- [Brief]: Among the entries that follow, count the lines with the word "PathBuf" and report the number by itself.

- [Material shown]:

//! Configuration types for an invoice retrieval run.
//!
//! All run behaviour is controlled through [`RunConfig`], built via its
//! [`RunConfigBuilder`]. The external collaborators (HTTP fetcher,
//! spreadsheet converter, report reader, PDF merger) can be injected
//! pre-built; when absent the run driver falls back to the real
//! implementations.

use crate::error::InvoiceMergeError;
use crate::pipeline::fetch::Fetcher;
use crate::pipeline::merge::Merger;
use crate::pipeline::report::ReportReader;
use crate::pipeline::sheet::SheetConverter;
use crate::progress::ProgressCallback;
use serde::{Deserialize, Serialize};
use std::fmt;
use std::path::PathBuf;
use std::sync::Arc;

/// Default substring identifying invoice-download links in the flat report.
///
/// The converter keeps the `&` of the query string entity-escaped.
pub const DEFAULT_URL_MARKER: &str = "/files/get?type=invoice&amp;id=";

/// Configuration for one run.
///
/// # Example
/// ```rust
/// use invoice_merge::RunConfig;
///
/// let config = RunConfig::builder()
///     .concurrency(10)
///     .request_timeout_secs(30)
///     .build()
///     .unwrap();
/// assert_eq!(config.concurrency, 10);
/// ```
#[derive(Clone)]
pub struct RunConfig {
    /// Maximum number of simultaneously in-flight downloads. Default: 30.
    ///
    /// Keeps the report server and the local file-descriptor table from being
    /// overwhelmed on reports with hundreds of rows.
    pub concurrency: usize,

    /// Per-request timeout in seconds. Default: 120.
    ///
    /// A hung peer only fails its own invoice; the rest of the batch is
    /// unaffected.
    pub request_timeout_secs: u64,

    /// Where the identifiers live in the spreadsheet.
    pub layout: ReportLayout,

    /// Substring a flat-report line must contain to be scanned for a URL.
    pub url_marker: String,

    /// Parent directory of the run workspace. Default: the OS temp dir.
    pub workspace_root: Option<PathBuf>,

    /// How the run workspace is named. Default: fixed name, wiped on start.
    pub workspace_naming: WorkspaceNaming,

    /// Extension of the downloaded and merged documents. Default: `pdf`.
    pub file_extension: String,

    /// Pre-constructed HTTP fetcher. Takes precedence over the reqwest default.
    pub fetcher: Option<Arc<dyn Fetcher>>,

    /// Pre-constructed spreadsheet converter. Default: LibreOffice.
    pub converter: Option<Arc<dyn SheetConverter>>,

    /// Pre-constructed spreadsheet reader. Default: calamine.
    pub report_reader: Option<Arc<dyn ReportReader>>,

    /// Pre-constructed document merger. Default: lopdf.
    pub merger: Option<Arc<dyn Merger>>,

    /// Receives per-download progress events.
    pub progress_callback: Option<ProgressCallback>,
}

impl Default for RunConfig {
    fn default() -> Self {
        Self {
            concurrency: 30,
            request_timeout_secs: 120,
            layout: ReportLayout::default(),
            url_marker: DEFAULT_URL_MARKER.to_string(),
            workspace_root: None,
            workspace_naming: WorkspaceNaming::default(),
            file_extension: "pdf".to_string(),
            fetcher: None,
            converter: None,
            report_reader: None,
            merger: None,
            progress_callback: None,
        }
    }
}

impl fmt::Debug for RunConfig {
    fn fmt(&self, f: &mut fmt::Formatter<'_>) -> fmt::Result {
        f.debug_struct("RunConfig")
            .field("concurrency", &self.concurrency)
            .field("request_timeout_secs", &self.request_timeout_secs)
            .field("layout", &self.layout)
            .field("url_marker", &self.url_marker)
            .field("workspace_root", &self.workspace_root)
            .field("workspace_naming", &self.workspace_naming)
            .field("file_extension", &self.file_extension)
            .field("fetcher", &self.fetcher.as_ref().map(|_| "<dyn Fetcher>"))
            .field("converter", &self.converter.as_ref().map(|_| "<dyn SheetConverter>"))
            .field("report_reader", &self.report_reader.as_ref().map(|_| "<dyn ReportReader>"))
            .field("merger", &self.merger.as_ref().map(|_| "<dyn Merger>"))
            .finish()
    }
}

impl RunConfig {
    /// Create a new builder for `RunConfig`.
    pub fn builder() -> RunConfigBuilder {
        RunConfigBuilder {
            config: Self::default(),
        }
    }

    /// Directory the workspace is created in.
    pub fn workspace_parent(&self) -> PathBuf {
        self.workspace_root
            .clone()
            .unwrap_or_else(std::env::temp_dir)
    }
}

/// Builder for [`RunConfig`].
pub struct RunConfigBuilder {
    config: RunConfig,
}

impl fmt::Debug for RunConfigBuilder {
    fn fmt(&self, f: &mut fmt::Formatter<'_>) -> fmt::Result {
        f.debug_struct("RunConfigBuilder")
            .field("config", &self.config)
            .finish()
    }
}

impl RunConfigBuilder {
    pub fn concurrency(mut self, n: usize) -> Self {
        self.config.concurrency = n;
        self
    }

    pub fn request_timeout_secs(mut self, secs: u64) -> Self {
        self.config.request_timeout_secs = secs;
        self
    }

    pub fn layout(mut self, layout: ReportLayout) -> Self {
        self.config.layout = layout;
        self
    }

    pub fn url_marker(mut self, marker: impl Into<String>) -> Self {
        self.config.url_marker = marker.into();
        self
    }

    pub fn workspace_root(mut self, dir: impl Into<PathBuf>) -> Self {
        self.config.workspace_root = Some(dir.into());
        self
    }

    pub fn workspace_naming(mut self, naming: WorkspaceNaming) -> Self {
        self.config.workspace_naming = naming;
        self
    }

    pub fn file_extension(mut self, ext: impl Into<String>) -> Self {
        self.config.file_extension = ext.into().trim_start_matches('.').to_string();
        self
    }

    pub fn fetcher(mut self, fetcher: Arc<dyn Fetcher>) -> Self {
        self.config.fetcher = Some(fetcher);
        self
    }

    pub fn converter(mut self, converter: Arc<dyn SheetConverter>) -> Self {
        self.config.converter = Some(converter);
        self
    }

    pub fn report_reader(mut self, reader: Arc<dyn ReportReader>) -> Self {
        self.config.report_reader = Some(reader);
        self
    }

    pub fn merger(mut self, merger: Arc<dyn Merger>) -> Self {
        self.config.merger = Some(merger);
        self
    }

    pub fn progress_callback(mut self, cb: ProgressCallback) -> Self {
        self.config.progress_callback = Some(cb);
        self
    }

    /// Build the configuration, validating constraints.
    pub fn build(self) -> Result<RunConfig, InvoiceMergeError> {
        let c = &self.config;
        if c.concurrency == 0 {
            return Err(InvoiceMergeError::InvalidConfig(
                "Concurrency must be ≥ 1".into(),
            ));
        }
        if c.request_timeout_secs == 0 {
            return Err(InvoiceMergeError::InvalidConfig(
                "Request timeout must be ≥ 1 second".into(),
            ));
        }
        if c.url_marker.is_empty() {
            return Err(InvoiceMergeError::InvalidConfig(
                "URL marker must not be empty".into(),
            ));
        }
        if c.file_extension.is_empty() {
            return Err(InvoiceMergeError::InvalidConfig(
                "File extension must not be empty".into(),
            ));
        }
        if let WorkspaceNaming::Fixed(name) | WorkspaceNaming::Timestamped(name) =
            &c.workspace_naming
        {
            if !crate::workspace::is_single_component(name) {
                return Err(InvoiceMergeError::InvalidConfig(format!(
                    "Workspace name must be a single path component, got {name:?}"
                )));
            }
        }
        Ok(self.config)
    }
}

// ── Report layout ────────────────────────────────────────────────────────

/// Position of the identifier data inside the spreadsheet's first sheet.
#[derive(Debug, Clone, Copy, PartialEq, Eq, Serialize, Deserialize)]
pub struct ReportLayout {
    /// Leading metadata rows that never hold invoices. Default: 4.
    pub header_rows: usize,
    /// Zero-based column holding the invoice identifier. Default: 8 (column I).
    pub id_column: usize,
}

impl Default for ReportLayout {
    fn default() -> Self {
        Self {
            header_rows: 4,
            id_column: 8,
        }
    }
}

// ── Workspace naming ─────────────────────────────────────────────────────

/// How the per-run scratch directory is named.
#[derive(Debug, Clone, PartialEq, Eq, Serialize, Deserialize)]
pub enum WorkspaceNaming {
    /// Always the same directory; residue from a crashed run is wiped first.
    Fixed(String),
    /// `<prefix>_<YYYYMMDD-HHMMSS>`; leftovers of earlier runs are left alone.
    Timestamped(String),
}

impl Default for WorkspaceNaming {
    fn default() -> Self {
        WorkspaceNaming::Fixed("fattureSanRossore".to_string())
    }
}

- [Worked solution]: 4